How to create a useful new Web service by tapping in to the power of two other freely available Web services.
Last month, we looked at the latest incarnation of Web services offered by on-line giant Amazon. Amazon was one of the first companies to embrace Web services, and although some of its newer offerings require payments on a monthly or per-query basis, basic catalog searches are still available free of charge.
If we think of each individual Web service as a function call, we can think of a collection of Web services, such as Amazon Web Services (AWS), as a software library. And although we can certainly create interesting applications with such libraries, it is often useful to create new libraries that sit on top of the existing ones. In many ways, the history of software is the history of creating increasingly powerful abstractions by stacking libraries on top of one another. Outside of the classroom, most of us haven't ever had to implement a sort algorithm or create a buffered I/O library, simply because such things have been written and optimized by previous generations of programmers.
I thus believe that it's useful for us to consider AWS not as a set of routines that we can incorporate into end-user programs, but rather as a set of low-level libraries on top of which we can (and should) create new libraries appropriate for our specific needs.
This month, we look at a simple example of what I mean. The project will reflect my love of books. The Internet has made it difficult for me to stop buying used books, because so many are available at low prices. But, I'm fortunate to be spending several years in Skokie, Illinois, which has an excellent public library. Skokie's library has not only an extensive collection, but it also has a Web-based interface to the book catalog. Our project for this month, thus, is to create a Web service that integrates Amazon's catalog with the information from the Skokie public library. In other words, we're going to write a Web service that itself relies upon another Web service. The input to our service will be an International Standard Book Number (ISBN); the output will be an indication of the book's availability and price at Amazon and the Skokie library.
In some ways, this Web service will duplicate the excellent Book Burro plugin for the Firefox Web browser, which I often use to find the best bargains. And indeed, Book Burro looks at both bookstores and public libraries in order to find books. I recommend Book Burro to everyone who uses Firefox. But, I believe that building your own simple Web service, even if it duplicates the functionality of another program, is a worthwhile endeavor.
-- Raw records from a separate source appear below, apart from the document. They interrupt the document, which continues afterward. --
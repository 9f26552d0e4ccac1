use std::sync::atomic::{AtomicI64, Ordering};

use crate::error::ClientError;
use crate::types::SequenceNumber;

/// Tracks how far a feed has been consumed.
///
/// A cursor only ever moves strictly forward: advancing to a position at or
/// before the current one fails with [`ClientError::NonMonotonicCursor`],
/// which guards against duplicate or out-of-order handler invocations
/// corrupting the resume point. [`SequenceCursor::reset`] is the one
/// sanctioned way back to the beginning.
///
/// The default [`InMemorySequenceCursor`] lives and dies with the process.
/// Implement this trait over durable storage to resume across restarts; such
/// an implementation must serialize its own concurrent advances.
pub trait SequenceCursor: Send + Sync {
    /// The last consumed sequence number, 0 if nothing was consumed yet.
    fn current(&self) -> SequenceNumber;

    /// Moves the cursor strictly forward to `to`.
    fn advance(&self, to: SequenceNumber) -> Result<(), ClientError>;

    /// Returns the cursor to 0 for a full replay.
    fn reset(&self);
}

/// In-process [`SequenceCursor`] starting at zero or a caller-supplied offset.
#[derive(Debug, Default)]
pub struct InMemorySequenceCursor {
    last_consumed: AtomicI64,
}

impl InMemorySequenceCursor {
    pub fn new() -> Self {
        Self::default()
    }

    pub fn starting_at(position: SequenceNumber) -> Result<Self, ClientError> {
        if position < 0 {
            return Err(ClientError::Validation(format!(
                "cursor position must not be negative, got {}",
                position
            )));
        }
        Ok(Self {
            last_consumed: AtomicI64::new(position),
        })
    }
}

impl SequenceCursor for InMemorySequenceCursor {
    fn current(&self) -> SequenceNumber {
        self.last_consumed.load(Ordering::SeqCst)
    }

    fn advance(&self, to: SequenceNumber) -> Result<(), ClientError> {
        if to < 0 {
            return Err(ClientError::Validation(format!(
                "cursor position must not be negative, got {}",
                to
            )));
        }

        let current = self.last_consumed.load(Ordering::SeqCst);
        if to <= current {
            return Err(ClientError::NonMonotonicCursor {
                current,
                requested: to,
            });
        }

        self.last_consumed.store(to, Ordering::SeqCst);
        Ok(())
    }

    fn reset(&self) {
        self.last_consumed.store(0, Ordering::SeqCst);
    }
}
Moreover, Web services have the advantage of being available from any programming language and any application. I can implement my Web service using Ruby, and people will still be able to access it from Java, Python, Perl or virtually any other language. In many ways, this achieves what object broker middleware services like CORBA had promised, only without the baggage that made CORBA a more complex (but arguably more secure and rich) programming platform. It makes a Web service more powerful than a simple software library, because it can be accessed from any platform or language, so long as the requesting computer is connected to the Internet.
In order to integrate an ISBN search for the Skokie library, we're going to need a way to query the library for information about book availability. Unfortunately, my library doesn't have a Web services API for querying its database. But, it does have the next-best thing, namely a simple Web interface that we can query.
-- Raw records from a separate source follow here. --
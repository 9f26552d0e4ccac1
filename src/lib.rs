//! Async client for a remote, HTTP-reachable event store.
//!
//! Two subsystems make up the crate. The aggregate side loads an event
//! history, folds it into typed state with a [`fold::Folder`], runs a
//! caller-supplied decision and appends the resulting events under
//! optimistic concurrency ([`session::AggregateSession`]). The feed side
//! consumes ordered, resumable streams of committed batches:
//! [`feed::FeedPoller`] fetches one bounded page, [`feed::FeedConsumer`]
//! drives it in drain or subscription loops and tracks progress through a
//! [`feed::SequenceCursor`].
//!
//! All network access goes through one shared [`client::Connection`], built
//! from a validated [`client::ClientConfig`].

pub mod client;
pub mod error;
pub mod event;
pub mod feed;
pub mod fold;
pub mod session;
pub mod state;
pub mod store;
pub mod types;

pub use client::{ClientConfig, Connection};
pub use error::ClientError;
pub use event::{Event, EventBatch};
pub use feed::{
    ConsumerOptions, EntryHandler, EntryOutcome, FeedConsumer, FeedEntry, FeedInfo, FeedPage,
    FeedPoller, FeedQuery, HttpFeedPoller, InMemorySequenceCursor, Partition, SequenceCursor,
    SubscriptionId, ALL_FEED,
};
pub use fold::Folder;
pub use session::{AggregateSession, RetryStrategy, SessionConfig};
pub use state::AggregateState;
pub use store::{AggregateStore, HttpAggregateStore, LoadedAggregate};
pub use types::{AggregateVersion, SequenceNumber};
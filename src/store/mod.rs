use std::ops::Deref;

use async_trait::async_trait;
use uuid::Uuid;

use crate::error::ClientError;
use crate::event::{Event, EventBatch};
use crate::types::AggregateVersion;

pub mod http;

pub use http::HttpAggregateStore;

/// The event history of one aggregate instance as returned by the store,
/// together with the store's authoritative version.
///
/// The version is the one the store reports, not a local count: it is the
/// value a conditional append must match to succeed.
#[derive(Debug, Clone, PartialEq)]
pub struct LoadedAggregate {
    pub aggregate_id: Uuid,
    pub aggregate_type: String,
    pub version: AggregateVersion,
    pub events: Vec<Event>,
}

/// An AggregateStore loads the event history an aggregate instance has
/// accumulated and appends new batches of events to it.
///
/// Appends are atomic per batch: either every event in the batch is stored,
/// or none is. The store itself never retries; a failed conditional append
/// surfaces as [`ClientError::ConcurrencyConflict`] and the reload-decide
/// cycle is the caller's.
#[async_trait]
pub trait AggregateStore {
    /// Loads the full event history of an aggregate instance.
    ///
    /// Fails with [`ClientError::NotFound`] when the instance has no history.
    async fn load(&self, aggregate_type: &str, aggregate_id: Uuid) -> Result<LoadedAggregate, ClientError>;

    /// Appends a batch of events to one aggregate instance.
    ///
    /// An empty batch is a no-op and must succeed without touching the store.
    /// With `expected_version` set, the append fails with
    /// [`ClientError::ConcurrencyConflict`] unless the store's current version
    /// matches.
    async fn append(&self, aggregate_type: &str, batch: EventBatch) -> Result<(), ClientError>;

    /// Whether the aggregate instance has any event history.
    async fn exists(&self, aggregate_type: &str, aggregate_id: Uuid) -> Result<bool, ClientError>;
}

/// Blanket implementation making an [`AggregateStore`] out of every (smart) pointer
/// to an [`AggregateStore`], e.g. `&Store`, `Box<Store>`, `Arc<Store>`.
#[async_trait]
impl<T, S> AggregateStore for T
where
    S: AggregateStore + ?Sized,
    T: Deref<Target = S> + Send + Sync,
{
    async fn load(&self, aggregate_type: &str, aggregate_id: Uuid) -> Result<LoadedAggregate, ClientError> {
        self.deref().load(aggregate_type, aggregate_id).await
    }

    async fn append(&self, aggregate_type: &str, batch: EventBatch) -> Result<(), ClientError> {
        self.deref().append(aggregate_type, batch).await
    }

    async fn exists(&self, aggregate_type: &str, aggregate_id: Uuid) -> Result<bool, ClientError> {
        self.deref().exists(aggregate_type, aggregate_id).await
    }
}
There are several ways to look through the output from a Web page. Because many sites now use HTML that can be parsed as if it were XML, we might want to use an XML-parsing library to read through the response from the library's Web site, looking for particular text in specific places.
Much as I might like the idea of such an approach, I'm probably not the only Web developer who takes a more practical, quick-and-dirty look. I have used my library's Web site enough times to know that there is a limited number of responses it might send back to me. As a result, I'll use the reliable, if somewhat stupid, approach of looking for particular cues in the HTTP response.
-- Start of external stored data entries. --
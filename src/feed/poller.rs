use std::time::Duration;

use async_trait::async_trait;

use crate::client::Connection;
use crate::error::ClientError;
use crate::feed::{FeedInfo, FeedPage, ALL_FEED};
use crate::types::SequenceNumber;

const FEEDS_RESOURCE: &str = "feeds";

/// Longest server-side wait a long-poll may ask for.
pub const MAX_WAIT: Duration = Duration::from_secs(60);

/// Response header carrying the feed's current sequence number on head-only
/// queries.
pub const CURRENT_SEQUENCE_NUMBER_HEADER: &str = "Feed-Current-Sequence-Number";

/// Restricts a poll to the slice of aggregate ids whose hash modulo `count`
/// equals `number`.
///
/// Partitions let several independent consumers split one feed without
/// overlap. Entries of one aggregate always land in the same partition, so
/// per-aggregate ordering survives the split.
#[derive(Debug, Clone, Copy, PartialEq, Eq)]
pub struct Partition {
    count: u32,
    number: u32,
}

impl Partition {
    pub fn new(count: u32, number: u32) -> Result<Self, ClientError> {
        if count < 2 {
            return Err(ClientError::Validation(format!(
                "partition count must be at least 2, got {}",
                count
            )));
        }
        if number >= count {
            return Err(ClientError::Validation(format!(
                "partition number must be less than count {}, got {}",
                count, number
            )));
        }
        Ok(Self { count, number })
    }

    pub fn count(&self) -> u32 {
        self.count
    }

    pub fn number(&self) -> u32 {
        self.number
    }
}

/// One bounded feed fetch, validated at construction.
///
/// A successfully built query never fails locally when polled: every
/// precondition (non-negative position, wait window, partition arguments,
/// type filter scope) is checked here, before any network call.
#[derive(Debug, Clone)]
pub struct FeedQuery {
    feed: String,
    since: SequenceNumber,
    limit: Option<usize>,
    wait: Option<Duration>,
    partition: Option<Partition>,
    types: Vec<String>,
}

impl FeedQuery {
    pub fn new(feed: impl Into<String>, since: SequenceNumber) -> Result<Self, ClientError> {
        let feed = feed.into();
        if feed.is_empty() {
            return Err(ClientError::Validation("feed name must not be empty".to_string()));
        }
        if since < 0 {
            return Err(ClientError::Validation(format!(
                "feed position must not be negative, got {}",
                since
            )));
        }

        Ok(Self {
            feed,
            since,
            limit: None,
            wait: None,
            partition: None,
            types: Vec::new(),
        })
    }

    /// Maximum number of entries per page.
    pub fn limit(mut self, limit: usize) -> Self {
        self.limit = Some(limit);
        self
    }

    /// Long-poll server-side for up to `wait` (at most 60s) before returning
    /// an empty page.
    pub fn wait(mut self, wait: Duration) -> Result<Self, ClientError> {
        if wait > MAX_WAIT {
            return Err(ClientError::Validation(format!(
                "wait must not exceed {}s, got {}s",
                MAX_WAIT.as_secs(),
                wait.as_secs()
            )));
        }
        self.wait = Some(wait);
        Ok(self)
    }

    pub fn partition(mut self, partition: Partition) -> Self {
        self.partition = Some(partition);
        self
    }

    /// Restricts the poll to the given aggregate types. Only the synthetic
    /// all-aggregates feed spans types, so a filter on any other feed is
    /// rejected.
    pub fn types(mut self, types: Vec<String>) -> Result<Self, ClientError> {
        if self.feed != ALL_FEED {
            return Err(ClientError::Validation(format!(
                "type filter is only valid on the `{}` feed, not `{}`",
                ALL_FEED, self.feed
            )));
        }
        self.types = types;
        Ok(self)
    }

    pub fn feed(&self) -> &str {
        &self.feed
    }

    pub fn since(&self) -> SequenceNumber {
        self.since
    }

    /// The same query repositioned at `since`, for pagination.
    pub(crate) fn at(&self, since: SequenceNumber) -> Self {
        let mut query = self.clone();
        query.since = since;
        query
    }

    fn query_params(&self) -> Vec<(&'static str, String)> {
        let mut params = vec![("since", self.since.to_string())];
        if let Some(limit) = self.limit {
            params.push(("limit", limit.to_string()));
        }
        if let Some(wait) = self.wait {
            params.push(("wait", wait.as_secs().to_string()));
        }
        if let Some(partition) = self.partition {
            params.push(("partitionCount", partition.count.to_string()));
            params.push(("partitionNumber", partition.number.to_string()));
        }
        if !self.types.is_empty() {
            params.push(("types", self.types.join(",")));
        }
        params
    }
}

/// Issues one bounded fetch of feed entries.
///
/// Implemented over HTTP by [`HttpFeedPoller`]; consumer tests script their
/// own sequence of pages against this trait.
#[async_trait]
pub trait FeedPoller: Send + Sync {
    async fn poll(&self, query: &FeedQuery) -> Result<FeedPage, ClientError>;
}

/// [`FeedPoller`] backed by the remote store's feeds resource.
#[derive(Debug, Clone)]
pub struct HttpFeedPoller {
    connection: Connection,
}

impl HttpFeedPoller {
    pub fn new(connection: Connection) -> Self {
        Self { connection }
    }

    /// Lists the feeds the store currently exposes.
    pub async fn list_feeds(&self) -> Result<Vec<FeedInfo>, ClientError> {
        let url = self.connection.url(&[FEEDS_RESOURCE]);
        let response = self.connection.get(url).send().await?;
        let status = response.status();
        if !status.is_success() {
            let body = response.text().await.unwrap_or_default();
            return Err(ClientError::Http {
                status: status.as_u16(),
                body,
            });
        }
        Ok(response.json().await?)
    }

    /// The feed's current head position, fetched without transferring entries.
    pub async fn current_sequence_number(&self, feed: &str) -> Result<SequenceNumber, ClientError> {
        let url = self.connection.url(&[FEEDS_RESOURCE, feed]);
        let response = self.connection.head(url).send().await?;
        let status = response.status();
        if !status.is_success() {
            return Err(ClientError::Http {
                status: status.as_u16(),
                body: String::new(),
            });
        }

        response
            .headers()
            .get(CURRENT_SEQUENCE_NUMBER_HEADER)
            .and_then(|value| value.to_str().ok())
            .and_then(|value| value.parse().ok())
            .ok_or_else(|| ClientError::Http {
                status: status.as_u16(),
                body: format!("missing or invalid {} header", CURRENT_SEQUENCE_NUMBER_HEADER),
            })
    }
}

#[async_trait]
impl FeedPoller for HttpFeedPoller {
    #[tracing::instrument(skip_all, fields(feed = %query.feed(), since = query.since()), err)]
    async fn poll(&self, query: &FeedQuery) -> Result<FeedPage, ClientError> {
        let url = self.connection.url(&[FEEDS_RESOURCE, query.feed()]);
        let response = self
            .connection
            .get(url)
            .query(&query.query_params())
            .send()
            .await?;

        let status = response.status();
        if !status.is_success() {
            let body = response.text().await.unwrap_or_default();
            return Err(ClientError::Http {
                status: status.as_u16(),
                body,
            });
        }

        Ok(response.json().await?)
    }
}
Our program (skokie-lookup.rb, Listing 1) is written in Ruby, a language I have grown to enjoy more and more over the past few months. We begin by importing the included Net::HTTP module, which defines classes and methods that provide HTTP-based communication.
We then check to make sure that we have at least one command-line argument, by looking at the built-in ARGV array. If the length of ARGV is 0, we know we weren't passed any arguments, and we should give the user a brief indication of how the program should be used.
Then, we set up a number of variables that will be needed later on. The output variable is a string to which we will add any output we need to send to the user. We also create three Regexp (regular expression) objects, which we will use in our loop.
Next comes the meat of the program. We iterate over each element of ARGV, first checking that it is a ten-character ISBN containing only numbers and the letter X. We then query the Skokie library's Web site for that ISBN, passing Net::HTTP.get_response the hostname and path to the program we want. The HTTP response, including its headers and body, is then available in our response variable.
Now we compare the response body against our three regular expressions, checking which it matches. Using Ruby's << operator for concatenation, we add an appropriate message to the output variable for each ISBN. Finally, just before the program exits, it gives a full report of ISBNs.
The above program works just fine, and it provides an easier way to query the Skokie library catalog than the standard Web pages. But, I'm interested in knowing how much the book would cost if I were to buy it from Amazon, as well as whether it's available from the library. With all of this information, I can then decide if I want to buy the book, check it out of the library or neither.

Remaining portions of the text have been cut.